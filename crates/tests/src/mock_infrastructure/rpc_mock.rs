//! JSON-RPC mocks for HTTP probe testing.
//!
//! [`RpcMockBuilder`] wraps mockito and matches on the `method` field.
//! [`DelayedRpcServer`] is a real axum server that answers after a fixed delay,
//! for tests that assert on measured latency.
//! [`SilentRpcServer`] holds connections open without ever replying.

use axum::{extract::State, routing::post, Json, Router};
use mockito::{Matcher, Mock, Server, ServerGuard};
use serde_json::{json, Value};
use std::{
    net::SocketAddr,
    sync::{
        atomic::{AtomicUsize, Ordering},
        Arc,
    },
    time::Duration,
};
use tokio::{net::TcpListener, task::JoinHandle};

/// Builder for mock JSON-RPC responses keyed by method name.
pub struct RpcMockBuilder {
    server: ServerGuard,
    mocks: Vec<Mock>,
}

impl RpcMockBuilder {
    /// Creates a new RPC mock builder with a fresh mockito server.
    pub async fn new() -> Self {
        Self { server: Server::new_async().await, mocks: Vec::new() }
    }

    /// Returns the URL of the mock server.
    #[must_use]
    pub fn url(&self) -> String {
        self.server.url()
    }

    fn method_matcher(method: &str) -> Matcher {
        Matcher::Regex(format!(r#""method"\s*:\s*"{method}""#))
    }

    /// Answers `method` with `{"result": result}`.
    pub fn mock_result(&mut self, method: &str, result: Value) -> &mut Self {
        let body = json!({ "jsonrpc": "2.0", "id": 1, "result": result }).to_string();
        self.mock_body(method, 200, &body)
    }

    /// Answers `method` with a JSON-RPC error object.
    pub fn mock_error(&mut self, method: &str, code: i64, message: &str) -> &mut Self {
        let body = json!({
            "jsonrpc": "2.0",
            "id": 1,
            "error": { "code": code, "message": message }
        })
        .to_string();
        self.mock_body(method, 200, &body)
    }

    /// Answers `method` with an arbitrary status and body.
    pub fn mock_body(&mut self, method: &str, status: usize, body: &str) -> &mut Self {
        let mock = self
            .server
            .mock("POST", "/")
            .match_body(Self::method_matcher(method))
            .with_status(status)
            .with_header("content-type", "application/json")
            .with_body(body)
            .create();

        self.mocks.push(mock);
        self
    }

    /// Mocks `eth_blockNumber`.
    pub fn mock_block_number(&mut self, block_number: u64) -> &mut Self {
        self.mock_result("eth_blockNumber", json!(format!("0x{block_number:x}")))
    }

    /// Mocks `eth_call` returning `data`.
    pub fn mock_eth_call(&mut self, data: &str) -> &mut Self {
        self.mock_result("eth_call", json!(data))
    }

    /// Asserts every registered mock was hit as expected.
    pub async fn assert_all(&self) {
        for mock in &self.mocks {
            mock.assert_async().await;
        }
    }
}

#[derive(Clone)]
struct DelayedState {
    delay: Duration,
    result: Value,
    hits: Arc<AtomicUsize>,
}

/// JSON-RPC server that answers every request with the same result after
/// `delay`.
pub struct DelayedRpcServer {
    addr: SocketAddr,
    hits: Arc<AtomicUsize>,
    handle: JoinHandle<()>,
}

impl DelayedRpcServer {
    /// Starts the server on a random local port.
    ///
    /// # Errors
    ///
    /// Returns an error if the server cannot bind to a local port.
    pub async fn start(delay: Duration, result: Value) -> Result<Self, std::io::Error> {
        let listener = TcpListener::bind("127.0.0.1:0").await?;
        let addr = listener.local_addr()?;
        let hits = Arc::new(AtomicUsize::new(0));

        let state = DelayedState { delay, result, hits: Arc::clone(&hits) };
        let app = Router::new().route("/", post(handle_delayed)).with_state(state);
        let handle = tokio::spawn(async move {
            let _ = axum::serve(listener, app).await;
        });

        Ok(Self { addr, hits, handle })
    }

    #[must_use]
    pub fn url(&self) -> String {
        format!("http://{}/", self.addr)
    }

    /// Number of requests answered so far.
    #[must_use]
    pub fn hits(&self) -> usize {
        self.hits.load(Ordering::SeqCst)
    }
}

impl Drop for DelayedRpcServer {
    fn drop(&mut self) {
        self.handle.abort();
    }
}

async fn handle_delayed(
    State(state): State<DelayedState>,
    Json(request): Json<Value>,
) -> Json<Value> {
    state.hits.fetch_add(1, Ordering::SeqCst);
    tokio::time::sleep(state.delay).await;
    Json(json!({
        "jsonrpc": "2.0",
        "id": request.get("id").cloned().unwrap_or(json!(1)),
        "result": state.result,
    }))
}

/// Accepts connections and never answers, like a provider that hangs after
/// the TCP handshake.
pub struct SilentRpcServer {
    addr: SocketAddr,
    accepted: Arc<AtomicUsize>,
    handle: JoinHandle<()>,
}

impl SilentRpcServer {
    /// Starts the listener on a random local port.
    ///
    /// # Errors
    ///
    /// Returns an error if the listener cannot bind to a local port.
    pub async fn start() -> Result<Self, std::io::Error> {
        let listener = TcpListener::bind("127.0.0.1:0").await?;
        let addr = listener.local_addr()?;
        let accepted = Arc::new(AtomicUsize::new(0));

        let counter = Arc::clone(&accepted);
        let handle = tokio::spawn(async move {
            let mut open = Vec::new();
            while let Ok((stream, _)) = listener.accept().await {
                counter.fetch_add(1, Ordering::SeqCst);
                open.push(stream);
            }
        });

        Ok(Self { addr, accepted, handle })
    }

    #[must_use]
    pub fn url(&self) -> String {
        format!("http://{}/", self.addr)
    }

    /// Connections accepted so far.
    #[must_use]
    pub fn accepted(&self) -> usize {
        self.accepted.load(Ordering::SeqCst)
    }
}

impl Drop for SilentRpcServer {
    fn drop(&mut self) {
        self.handle.abort();
    }
}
....
- _REQUIRED WORK_: Go through the records and count the lines that include "DelayedState", then give only that number.

- _RESPONSE BOX_: 3